Finding work isn't too hard right now, but it is not like it was this time last year. Most places have slowed down and there are a lot of quality guys out on the street. Having time in an unusual airplane helps a lot. Right now there is only one Falcon 7X contract pilot. He is charging $3,000 per day and staying busy. I have gotten a few gigs because I was the only one around with time in type. Devoloping a good relationship with the insurance brokers in the area is very important. If they say you need 25 hours dual to be cut lose in a Saratoga, that company probally won't use you.

The big problem with contract work is that it is unpredictable. You will want something to supplement it. For me, that is flight instruction, and by that I do not mean doing stalls in a 152. When an owner buys a new high performance airplane, most will need quite a bit of instruction. Sitting in the right seat of a Saratoga, Baron, Malibu, ect helping the new owner get comfortable flying the airplane is another good way to make money. I developed a reputation at my local airport for helping people learn new airplanes and new avionics, this helped to bring in quite a bit of work.

I formed an LLC to do all of my flying under. I would recommend it as it makes things a little easier. Keeping track of all payments and expenses is also very important.

I have always viewed contract flying as a step to getting a full time job. I would not want to be a contract pilot for my career. I would not leave a stable job to fly contract, especially not in today's climate.

I charge a daily rate of $300 for pistons, $500 for turbines, and $300 for jet SIC, with a discount on turbines if they pay for my annual training.

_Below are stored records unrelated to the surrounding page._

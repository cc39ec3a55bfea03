//! Shared HTTP plumbing for the provider implementations.

use openloop_core::error::ProviderError;
use std::time::Duration;
use tracing::warn;

pub(crate) const USER_AGENT: &str = concat!("openloop/", env!("CARGO_PKG_VERSION"));

/// Fallback when a 429 carries no usable `retry-after` header.
const DEFAULT_RETRY_AFTER_SECS: u64 = 5;

pub(crate) fn client(timeout: Duration) -> reqwest::Client {
    reqwest::Client::builder()
        .timeout(timeout)
        .user_agent(USER_AGENT)
        .build()
        .unwrap_or_default()
}

pub(crate) fn network_error(err: reqwest::Error) -> ProviderError {
    if err.is_timeout() {
        ProviderError::Timeout(err.to_string())
    } else {
        ProviderError::Network(err.to_string())
    }
}

/// Map non-success statuses to `ProviderError`, passing successful responses through.
pub(crate) async fn check_status(
    provider: &str,
    response: reqwest::Response,
) -> Result<reqwest::Response, ProviderError> {
    let status = response.status().as_u16();
    if response.status().is_success() {
        return Ok(response);
    }

    if status == 429 {
        let retry_after_secs = response
            .headers()
            .get("retry-after")
            .and_then(|v| v.to_str().ok())
            .and_then(|v| v.trim().parse().ok())
            .unwrap_or(DEFAULT_RETRY_AFTER_SECS);
        return Err(ProviderError::RateLimited { retry_after_secs });
    }
    if status == 401 || status == 403 {
        return Err(ProviderError::AuthenticationFailed(format!(
            "{provider} rejected the credentials (status {status})"
        )));
    }

    let body = response.text().await.unwrap_or_default();
    warn!(provider, status, body = %body, "Provider returned error");
    Err(ProviderError::ApiError {
        status_code: status,
        message: body,
    })
}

Let me know if you have any questions,

Alex.
 

KLB

Well-Known Member
Thanks again for all the info guys. Like I said before, this is something I'm looking for in the future. I'm making pretty decent money with the flying gig I currently have. But eventually/inevitably I'll be looking for a change of scenery. I'm going to start off doing some part contract stuff here and there maybe on the weekends and go from there.